Lire sans cesse à sa façon
10La lecture de Balzac ininterrompu implique un va-et-vient entre des œuvres particulières, des questions de contexte ou d’écriture et une analyse de la réception. Joëlle Gleize nous invite ainsi à garder un rapport dynamique à l’œuvre et nous encourage à une lecture ininterrompue. Les livres de Balzac n’ont en effet jamais de fin. Chaque réédition pouvait donner lieu à une réécriture car l’écrivain se corrigeait sans cesse (p. 165). Aujourd’hui, les éditeurs peuvent faire des choix différents et les lecteurs choisir entre plusieurs éditions (chapitre XVII). De plus, les œuvres, comme elles s’insèrent dans La Comédie Humaine, n’ont pas une fin définitive mais intermédiaire (p. 191‑196). Il n’y a ni début ni fin dans La Comédie Humaine et par conséquent pas de sens pour la lire (p. 196). Chacun est libre d’y aller et venir comme Balzac allait et venait entre l’écriture et l’édition. La multiplicité des parcours de lectures s’accompagne d’une multiplicité d’interprétations possibles. Ainsi la lecture de Huysmans n’est pas celle de Michon (chapitre XVIII et XIX).
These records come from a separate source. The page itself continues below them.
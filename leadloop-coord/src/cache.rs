//! TTL-keyed file cache for expensive API/LLM responses.
//!
//! One file per `(namespace, normalized key)` under
//! `<data_dir>/cache/<namespace>/<key>.json`. The payload type is owned by
//! the caller; the cache stores an envelope with the write timestamp and
//! checks expiry lazily at read time. No background sweeper.
//!
//! The cache is an optimization, never the source of truth: `get` cannot
//! fail (corrupt or expired records are reclaimed and reported as a miss)
//! and a failed `set` is the caller's to log and shrug off.

use crate::fsio::{self, ReadOutcome};
use chrono::Utc;
use leadloop_core::{CoordinationConfig, StoreError, Timestamp};
use serde::de::DeserializeOwned;
use serde::{Deserialize, Serialize};
use std::path::{Path, PathBuf};
use std::time::Duration;

/// On-disk envelope around a cached payload.
#[derive(Debug, Serialize, Deserialize)]
struct CacheEnvelope<T> {
    written_at: Timestamp,
    payload: T,
}

/// A cache hit, annotated with metadata for observability. The payload
/// itself is returned exactly as stored.
#[derive(Debug, Clone, PartialEq)]
pub struct CacheHit<T> {
    pub value: T,
    /// Age of the entry at read time.
    pub age: Duration,
    pub namespace: String,
    pub key: String,
}

/// Outcome of a cache read. Never an error.
#[derive(Debug, Clone, PartialEq)]
pub enum CacheLookup<T> {
    Hit(CacheHit<T>),
    Miss,
}

impl<T> CacheLookup<T> {
    pub fn is_hit(&self) -> bool {
        matches!(self, CacheLookup::Hit(_))
    }

    /// Extract the payload, discarding hit metadata.
    pub fn into_value(self) -> Option<T> {
        match self {
            CacheLookup::Hit(hit) => Some(hit.value),
            CacheLookup::Miss => None,
        }
    }
}

/// File-backed TTL cache.
#[derive(Debug, Clone)]
pub struct FileCache {
    root: PathBuf,
    default_ttl: Duration,
}

impl FileCache {
    /// Open the cache under the shared data directory.
    pub fn new(config: &CoordinationConfig) -> Self {
        Self {
            root: config.data_dir.join("cache"),
            default_ttl: config.default_cache_ttl,
        }
    }

    /// Open a cache with an explicit root and TTL (tests, tools).
    pub fn with_root(root: impl Into<PathBuf>, default_ttl: Duration) -> Self {
        Self {
            root: root.into(),
            default_ttl,
        }
    }

    /// Look up `key` in `namespace` under the default TTL.
    pub fn get<T: DeserializeOwned>(&self, namespace: &str, key: &str) -> CacheLookup<T> {
        self.get_with_ttl(namespace, key, self.default_ttl)
    }

    /// Look up `key` in `namespace`, treating entries older than `ttl` as
    /// misses and reclaiming them.
    pub fn get_with_ttl<T: DeserializeOwned>(
        &self,
        namespace: &str,
        key: &str,
        ttl: Duration,
    ) -> CacheLookup<T> {
        let path = self.entry_path(namespace, key);
        let envelope: CacheEnvelope<T> = match fsio::read_json(&path) {
            ReadOutcome::Found(envelope) => envelope,
            ReadOutcome::Absent => return CacheLookup::Miss,
            ReadOutcome::Corrupt => {
                fsio::discard_corrupt(&path, "cache");
                return CacheLookup::Miss;
            }
        };

        let age = (Utc::now() - envelope.written_at)
            .to_std()
            .unwrap_or(Duration::ZERO);
        if age >= ttl {
            tracing::debug!(namespace, key, age_secs = age.as_secs(), "Cache entry expired");
            let _ = fsio::remove_if_exists(&path);
            return CacheLookup::Miss;
        }

        CacheLookup::Hit(CacheHit {
            value: envelope.payload,
            age,
            namespace: namespace.to_string(),
            key: key.to_string(),
        })
    }

    /// Store `payload` under `(namespace, key)`.
    ///
    /// Failures are reported but callers should treat them as degraded
    /// operation, not as a reason to abort their workflow.
    pub fn set<T: Serialize>(
        &self,
        namespace: &str,
        key: &str,
        payload: &T,
    ) -> Result<(), StoreError> {
        let envelope = CacheEnvelope {
            written_at: Utc::now(),
            payload,
        };
        fsio::atomic_write_json(&self.entry_path(namespace, key), &envelope)
    }

    /// Drop one namespace, or the whole cache when `namespace` is `None`.
    pub fn clear(&self, namespace: Option<&str>) -> Result<(), StoreError> {
        let target = match namespace {
            Some(ns) => self.root.join(fsio::safe_file_stem(ns)),
            None => self.root.clone(),
        };
        match std::fs::remove_dir_all(&target) {
            Ok(()) => Ok(()),
            Err(e) if e.kind() == std::io::ErrorKind::NotFound => Ok(()),
            Err(e) => Err(StoreError::io(target, e)),
        }
    }

    fn entry_path(&self, namespace: &str, key: &str) -> PathBuf {
        self.root
            .join(fsio::safe_file_stem(namespace))
            .join(format!("{}.json", fsio::safe_file_stem(key)))
    }

    /// Cache root, for the inspection CLI.
    pub fn root(&self) -> &Path {
        &self.root
    }
}

// ============================================================================
// TESTS
// ============================================================================
//! Lease state machine for one-shot side-effecting actions.
//!
//! A lease is a time-bounded claim of exclusive responsibility for one
//! `(entity, action)` pair. This module holds the record layout and the
//! pure state arithmetic; the file-backed store that enforces the
//! at-most-one-grant property lives in `leadloop-coord`.
//!
//! # State Transition Diagram
//!
//! ```text
//! Free ── begin_attempt() ──→ InProgress ──┬── complete() ──→ Succeeded (terminal)
//!   ↑                                      └── fail() ──────→ Failed
//!   ├── cooldown elapses ── Failed ────────────────────────────┘
//!   └── staleness elapses ── InProgress (abandoned, reclaimed)
//! ```

use crate::Timestamp;
use serde::{Deserialize, Deserializer, Serialize};
use std::fmt;
use std::time::Duration;

/// Derived state of a lease record.
#[derive(Debug, Clone, Copy, PartialEq, Eq, Serialize, Deserialize)]
#[serde(rename_all = "snake_case")]
pub enum LeaseState {
    /// No attempt in flight, nothing succeeded, no live cooldown.
    Free,
    /// Exactly one worker owns an in-flight attempt.
    InProgress,
    /// The action completed. Terminal: never re-entered without force.
    Succeeded,
    /// The last attempt failed; a cooldown window applies.
    Failed,
}

impl fmt::Display for LeaseState {
    fn fmt(&self, f: &mut fmt::Formatter<'_>) -> fmt::Result {
        let s = match self {
            LeaseState::Free => "free",
            LeaseState::InProgress => "in_progress",
            LeaseState::Succeeded => "succeeded",
            LeaseState::Failed => "failed",
        };
        f.write_str(s)
    }
}

/// On-disk lease record for one `(entity, action)` pair.
///
/// Field names are the wire format; timestamps deserialize leniently so a
/// record with a mangled timestamp keeps its other fields instead of being
/// discarded wholesale.
#[derive(Debug, Clone, PartialEq, Serialize, Deserialize, Default)]
pub struct LeaseRecord {
    /// The action completed successfully at some point.
    #[serde(default)]
    pub action_sent: bool,
    #[serde(default, deserialize_with = "lenient_timestamp")]
    pub action_sent_at: Option<Timestamp>,

    /// An attempt is currently in flight.
    #[serde(default)]
    pub action_in_progress: bool,
    #[serde(default, deserialize_with = "lenient_timestamp")]
    pub action_started_at: Option<Timestamp>,

    /// The most recent attempt failed.
    #[serde(default)]
    pub action_failed: bool,
    #[serde(default, deserialize_with = "lenient_timestamp")]
    pub last_attempt_at: Option<Timestamp>,
    #[serde(default)]
    pub failure_message: Option<String>,
    #[serde(default)]
    pub failure_count: u32,
}

impl LeaseRecord {
    /// Derive the lease state. Success dominates; a record can carry
    /// failure history and still be terminal.
    pub fn state(&self) -> LeaseState {
        if self.action_sent {
            LeaseState::Succeeded
        } else if self.action_in_progress {
            LeaseState::InProgress
        } else if self.action_failed {
            LeaseState::Failed
        } else {
            LeaseState::Free
        }
    }

    /// An in-progress lease is stale once its start timestamp is older
    /// than `stale_after`. A missing start timestamp is stale by default:
    /// a coordination primitive must never block forever on a record it
    /// cannot date.
    pub fn is_stale(&self, now: Timestamp, stale_after: Duration) -> bool {
        if !self.action_in_progress {
            return false;
        }
        match self.action_started_at {
            Some(started_at) => age_of(started_at, now) >= stale_after,
            None => true,
        }
    }

    /// Remaining post-failure cooldown, if any. `None` means no cooldown
    /// applies (not failed, or the window has elapsed). A failed record
    /// without a datable attempt has nothing to anchor the window to and
    /// is treated as already cooled down.
    pub fn cooldown_remaining(&self, now: Timestamp, cooldown: Duration) -> Option<Duration> {
        if self.state() != LeaseState::Failed {
            return None;
        }
        let failed_at = self.last_attempt_at?;
        let age = age_of(failed_at, now);
        if age >= cooldown {
            None
        } else {
            Some(cooldown - age)
        }
    }

    /// Transition into `InProgress` for a new attempt.
    pub fn begin_attempt(&mut self, now: Timestamp) {
        self.action_in_progress = true;
        self.action_started_at = Some(now);
        self.last_attempt_at = Some(now);
    }

    /// Transition into terminal `Succeeded`.
    pub fn complete(&mut self, now: Timestamp) {
        self.action_sent = true;
        self.action_sent_at = Some(now);
        self.action_in_progress = false;
        self.action_failed = false;
        self.failure_message = None;
    }

    /// Transition into `Failed`, recording the reason and starting the
    /// cooldown clock.
    pub fn fail(&mut self, now: Timestamp, reason: impl Into<String>) {
        self.action_in_progress = false;
        self.action_failed = true;
        self.last_attempt_at = Some(now);
        self.failure_message = Some(reason.into());
        self.failure_count += 1;
    }

    /// Drop an abandoned in-flight claim, keeping the failure history.
    pub fn reclaim(&mut self) {
        self.action_in_progress = false;
        self.action_started_at = None;
    }
}

/// Why a `try_acquire` was denied, in the priority order the store
/// evaluates them.
#[derive(Debug, Clone, PartialEq, Eq)]
pub enum DenyReason {
    /// The action already completed; terminal without an explicit force.
    AlreadySent { sent_at: Option<Timestamp> },
    /// Another worker's attempt is in flight and not yet stale.
    InFlight { started_at: Option<Timestamp> },
    /// The post-failure cooldown has not elapsed.
    CoolingDown { remaining: Duration },
    /// Lost the acquisition race to a concurrent caller.
    Contended,
}

impl fmt::Display for DenyReason {
    fn fmt(&self, f: &mut fmt::Formatter<'_>) -> fmt::Result {
        match self {
            DenyReason::AlreadySent { .. } => write!(f, "already sent"),
            DenyReason::InFlight { .. } => write!(f, "attempt in progress"),
            DenyReason::CoolingDown { remaining } => {
                write!(f, "cooling down, {}s remaining", remaining.as_secs())
            }
            DenyReason::Contended => write!(f, "lost acquisition race"),
        }
    }
}

/// Outcome of a `try_acquire`.
#[derive(Debug, Clone, PartialEq, Eq)]
pub enum Acquire {
    Granted {
        /// True when the grant reclaimed a stale in-progress lease.
        reclaimed_stale: bool,
    },
    Denied(DenyReason),
}

impl Acquire {
    pub fn is_granted(&self) -> bool {
        matches!(self, Acquire::Granted { .. })
    }
}

fn age_of(then: Timestamp, now: Timestamp) -> Duration {
    (now - then).to_std().unwrap_or(Duration::ZERO)
}

/// Deserialize a timestamp, mapping anything unparseable to `None` instead
/// of failing the whole record.
fn lenient_timestamp<'de, D>(deserializer: D) -> Result<Option<Timestamp>, D::Error>
where
    D: Deserializer<'de>,
{
    let raw = serde_json::Value::deserialize(deserializer)?;
    Ok(serde_json::from_value::<Option<Timestamp>>(raw).unwrap_or(None))
}

// ============================================================================
// TESTS
// ============================================================================
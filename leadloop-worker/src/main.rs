//! LEADLOOP Worker Entry Point
//!
//! Daemon mode by default; `--listing <id> [--force]` runs one action and
//! exits. Force mode bypasses the idempotency lease without mutating it.

use leadloop_core::{CoordinationConfig, LeadloopResult};
use leadloop_worker::{DryRunActionRunner, Worker, WorkerConfig};
use std::sync::Arc;
use tokio::sync::watch;
use tracing_subscriber::EnvFilter;

#[tokio::main]
async fn main() -> LeadloopResult<()> {
    init_tracing();

    let coord = CoordinationConfig::from_env();
    coord.validate()?;
    let config = WorkerConfig::from_env();

    // The browser automation is deployment-specific; the dry-run runner
    // stands in until one is wired up.
    let runner = Arc::new(DryRunActionRunner);
    let worker = Worker::new(&coord, config, runner);

    let args = CliArgs::parse();
    if let Some(listing_id) = args.listing {
        worker.run_once(&listing_id, args.force).await;
        return Ok(());
    }

    let (shutdown_tx, shutdown_rx) = watch::channel(false);
    let mut worker_handle = tokio::spawn(worker.run(shutdown_rx));

    tokio::select! {
        _ = &mut worker_handle => {}
        _ = tokio::signal::ctrl_c() => {
            tracing::info!("Shutdown signal received");
            let _ = shutdown_tx.send(true);
            let _ = worker_handle.await;
        }
    }

    Ok(())
}

#[derive(Debug, Default)]
struct CliArgs {
    listing: Option<String>,
    force: bool,
}

impl CliArgs {
    fn parse() -> Self {
        let mut parsed = Self::default();
        let mut args = std::env::args().skip(1);
        while let Some(arg) = args.next() {
            match arg.as_str() {
                "--listing" => parsed.listing = args.next(),
                "--force" => parsed.force = true,
                other => {
                    eprintln!("Unknown argument: {other}");
                    eprintln!("Usage: leadloop-worker [--listing <id> [--force]]");
                    std::process::exit(2);
                }
            }
        }
        parsed
    }
}

fn init_tracing() {
    let filter = EnvFilter::try_from_env("LEADLOOP_LOG")
        .or_else(|_| EnvFilter::try_from_default_env())
        .unwrap_or_else(|_| EnvFilter::new("info"));
    tracing_subscriber::fmt().with_env_filter(filter).init();
}
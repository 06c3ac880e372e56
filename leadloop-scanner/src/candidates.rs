//! Persisted candidate records.
//!
//! Accepted listings land as one JSON file each under
//! `<data_dir>/listings/`, written by the Scanner and consumed by the
//! Action Worker and the ctl CLI. One file per entity keeps the records
//! independently corruptible; a bad one is skipped and discarded, never a
//! reason to stop.

use leadloop_core::{ListingId, ScoredListing, StoreError};
use leadloop_coord::fsio::{self, ReadOutcome};
use std::path::{Path, PathBuf};

/// Directory name under the data dir.
pub const CANDIDATES_DIR: &str = "listings";

/// Path of one candidate record.
pub fn candidate_path(data_dir: &Path, id: &ListingId) -> PathBuf {
    data_dir
        .join(CANDIDATES_DIR)
        .join(format!("{}.json", fsio::safe_file_stem(id.as_str())))
}

/// Persist (or refresh) one candidate record.
pub fn store_candidate(data_dir: &Path, scored: &ScoredListing) -> Result<(), StoreError> {
    fsio::atomic_write_json(&candidate_path(data_dir, &scored.listing.id), scored)
}

/// Load one candidate record, if present and readable.
pub fn load_candidate(data_dir: &Path, id: &ListingId) -> Option<ScoredListing> {
    let path = candidate_path(data_dir, id);
    match fsio::read_json(&path) {
        ReadOutcome::Found(scored) => Some(scored),
        ReadOutcome::Absent => None,
        ReadOutcome::Corrupt => {
            fsio::discard_corrupt(&path, "candidates");
            None
        }
    }
}

/// Load every readable candidate record, oldest scored first. Corrupt
/// records are discarded on the way through.
pub fn load_candidates(data_dir: &Path) -> Vec<ScoredListing> {
    let dir = data_dir.join(CANDIDATES_DIR);
    let entries = match std::fs::read_dir(&dir) {
        Ok(entries) => entries,
        Err(_) => return Vec::new(),
    };

    let mut candidates: Vec<ScoredListing> = entries
        .flatten()
        .filter(|e| e.path().extension().is_some_and(|ext| ext == "json"))
        .filter_map(|e| {
            let path = e.path();
            match fsio::read_json::<ScoredListing>(&path) {
                ReadOutcome::Found(scored) => Some(scored),
                ReadOutcome::Absent => None,
                ReadOutcome::Corrupt => {
                    fsio::discard_corrupt(&path, "candidates");
                    None
                }
            }
        })
        .collect();

    candidates.sort_by_key(|c| c.scored_at);
    candidates
}

// ============================================================================
// TESTS
// ============================================================================
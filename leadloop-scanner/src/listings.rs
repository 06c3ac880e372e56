//! Listings source: the external API the Scanner polls.
//!
//! The platform-specific details (selectors, pagination quirks) live in
//! whatever implements [`ListingSource`]; the Scanner only needs pages of
//! [`ProjectListing`] records and honest error classification.

use crate::clients::{check_status, classify_reqwest};
use async_trait::async_trait;
use leadloop_core::{FetchError, ProjectListing};
use std::time::Duration;

/// Dependency name used in errors and retry contexts.
pub const LISTINGS_DEPENDENCY: &str = "listings";

/// A source of listing pages.
#[async_trait]
pub trait ListingSource: Send + Sync {
    /// Fetch one page of listings, newest first.
    async fn fetch_page(&self, page: u32) -> Result<Vec<ProjectListing>, FetchError>;
}

/// JSON HTTP implementation over the listings API.
pub struct HttpListingSource {
    client: reqwest::Client,
    base_url: String,
}

impl HttpListingSource {
    pub fn new(base_url: &str, timeout: Duration) -> Result<Self, FetchError> {
        let client = reqwest::Client::builder()
            .timeout(timeout)
            .build()
            .map_err(|e| FetchError::Transient {
                dependency: LISTINGS_DEPENDENCY.to_string(),
                reason: format!("client build failed: {e}"),
            })?;
        Ok(Self {
            client,
            base_url: base_url.trim_end_matches('/').to_string(),
        })
    }
}

#[async_trait]
impl ListingSource for HttpListingSource {
    async fn fetch_page(&self, page: u32) -> Result<Vec<ProjectListing>, FetchError> {
        let url = format!("{}/listings?page={}", self.base_url, page);
        let response = self
            .client
            .get(&url)
            .send()
            .await
            .map_err(|e| classify_reqwest(LISTINGS_DEPENDENCY, &e))?;
        let response = check_status(LISTINGS_DEPENDENCY, response)?;
        response
            .json::<Vec<ProjectListing>>()
            .await
            .map_err(|e| FetchError::InvalidResponse {
                dependency: LISTINGS_DEPENDENCY.to_string(),
                reason: e.to_string(),
            })
    }
}

/// In-memory source for tests: `pages[n]` is page `n`.
#[derive(Debug, Clone, Default)]
pub struct MockListingSource {
    pub pages: Vec<Vec<ProjectListing>>,
}

#[async_trait]
impl ListingSource for MockListingSource {
    async fn fetch_page(&self, page: u32) -> Result<Vec<ProjectListing>, FetchError> {
        Ok(self
            .pages
            .get(page as usize)
            .cloned()
            .unwrap_or_default())
    }
}

// ============================================================================
// TESTS
// ============================================================================
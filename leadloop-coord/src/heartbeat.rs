//! Shared heartbeat registry.
//!
//! One JSON document listing every long-running process's last check-in.
//! Each process upserts its own entry on a fixed cadence (and right before
//! any long blocking wait); Monitors and the ctl CLI read it. No alerting
//! lives here - this component only answers "when did X last check in".

use crate::fsio::{self, ReadOutcome};
use chrono::Utc;
use leadloop_core::{
    CoordinationConfig, HeartbeatDocument, ProcessHeartbeat, ProcessLiveness, StoreError,
};
use std::collections::BTreeMap;
use std::path::PathBuf;
use std::time::Duration;

/// File-backed registry of `process name -> last heartbeat`.
#[derive(Debug, Clone)]
pub struct HeartbeatRegistry {
    path: PathBuf,
    liveness_window: Duration,
}

impl HeartbeatRegistry {
    pub fn new(config: &CoordinationConfig) -> Self {
        Self {
            path: config.data_dir.join("heartbeats.json"),
            liveness_window: config.liveness_window,
        }
    }

    /// Upsert this process's entry with the current timestamp and pid.
    ///
    /// `extra` is an arbitrary status map surfaced verbatim to dashboards.
    pub fn beat(
        &self,
        process_name: &str,
        status: &str,
        extra: serde_json::Map<String, serde_json::Value>,
    ) -> Result<(), StoreError> {
        let now = Utc::now();
        let mut doc = self.load();
        doc.processes.insert(
            process_name.to_string(),
            ProcessHeartbeat {
                last_heartbeat: now,
                pid: std::process::id(),
                status: status.to_string(),
                extra,
            },
        );
        doc.last_updated = Some(now);
        fsio::atomic_write_json(&self.path, &doc)?;
        tracing::trace!(process_name, status, "Heartbeat recorded");
        Ok(())
    }

    /// One process's latest heartbeat, if it has ever checked in.
    pub fn status(&self, process_name: &str) -> Option<ProcessHeartbeat> {
        self.load().processes.remove(process_name)
    }

    /// Is the named process alive right now?
    pub fn is_alive(&self, process_name: &str) -> bool {
        self.status(process_name)
            .map(|hb| hb.is_alive(Utc::now(), self.liveness_window))
            .unwrap_or(false)
    }

    /// Every known process, annotated with liveness and age.
    pub fn all_statuses(&self) -> BTreeMap<String, ProcessLiveness> {
        let now = Utc::now();
        self.load()
            .processes
            .into_iter()
            .map(|(name, heartbeat)| {
                let liveness = ProcessLiveness {
                    is_alive: heartbeat.is_alive(now, self.liveness_window),
                    age: heartbeat.age(now),
                    heartbeat,
                };
                (name, liveness)
            })
            .collect()
    }

    /// Garbage-collect entries older than `max_age`. Returns the number
    /// of entries removed.
    pub fn reap(&self, max_age: Duration) -> Result<usize, StoreError> {
        let now = Utc::now();
        let mut doc = self.load();
        let before = doc.processes.len();
        doc.processes.retain(|_, hb| hb.age(now) < max_age);
        let removed = before - doc.processes.len();
        if removed > 0 {
            doc.last_updated = Some(now);
            fsio::atomic_write_json(&self.path, &doc)?;
            tracing::info!(removed, "Reaped stale heartbeat entries");
        }
        Ok(removed)
    }

    /// Read the document; a corrupt document is discarded and treated as
    /// empty so one bad write can never wedge every dashboard.
    fn load(&self) -> HeartbeatDocument {
        match fsio::read_json(&self.path) {
            ReadOutcome::Found(doc) => doc,
            ReadOutcome::Absent => HeartbeatDocument::default(),
            ReadOutcome::Corrupt => {
                fsio::discard_corrupt(&self.path, "heartbeat");
                HeartbeatDocument::default()
            }
        }
    }
}

// ============================================================================
// TESTS
// ============================================================================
11Dès ses premiers écrits, Balzac bouleverse les relations entre auteur, narrateur et lectorat (p. 30-32). Il tient à faire participer ce dernier notamment en l’informant de la situation du monde de l’édition. Dans les œuvres signées Horace de Saint-Aubin, « Balzac donne ainsi à voir dans ces préfaces l’exploration des ruses possibles à l’écrivain aux prises avec la librairie » (p. 59). Plus tard, il représentera les conditions de production et de réception des œuvres dans ses romans (p. 113). Il veille aussi à solliciter son lecteur en proposant toujours une intertextualité (p. 181).
12On pourrait pourtant penser que Balzac restreint la liberté de ses lecteurs en leur imposant un contexte historique précis et des descriptions détaillées. Or le chapitre XV, qui analyse la pluralité des lectures possibles et effectives du Colonel Chabert, montre que les lecteurs savent s’émanciper du cadre imposé en sélectionnant les détails qu’ils retiennent et mettent en relation (p. 219‑220). De même, « Le système des personnages reparaissants, qui pourrait sembler destiné à enfermer le lecteur dans un monde plein, l’oblige de fait à devenir coauteur » (p. 172). Les lecteurs lisent dans et entre les ouvrages, se construisent un portrait des personnages et se retrouvent ainsi dans une position similaire à l’auteur qui a su déjouer les contraintes du monde de l’édition et les conventions pour gagner en liberté créatrice (p. 172, p. 185). À plusieurs reprises, et ce malgré la diversité des lectures, les lecteurs rejoignent l’auteur. Ainsi une enquête révèle que la diversité des lectures du Colonel Chabert recouvre la diversité des manuscrits. « Étranges rencontres que celles par lesquelles un lecteur, retrouve sans le savoir un texte raturé, enfoui » (p. 230).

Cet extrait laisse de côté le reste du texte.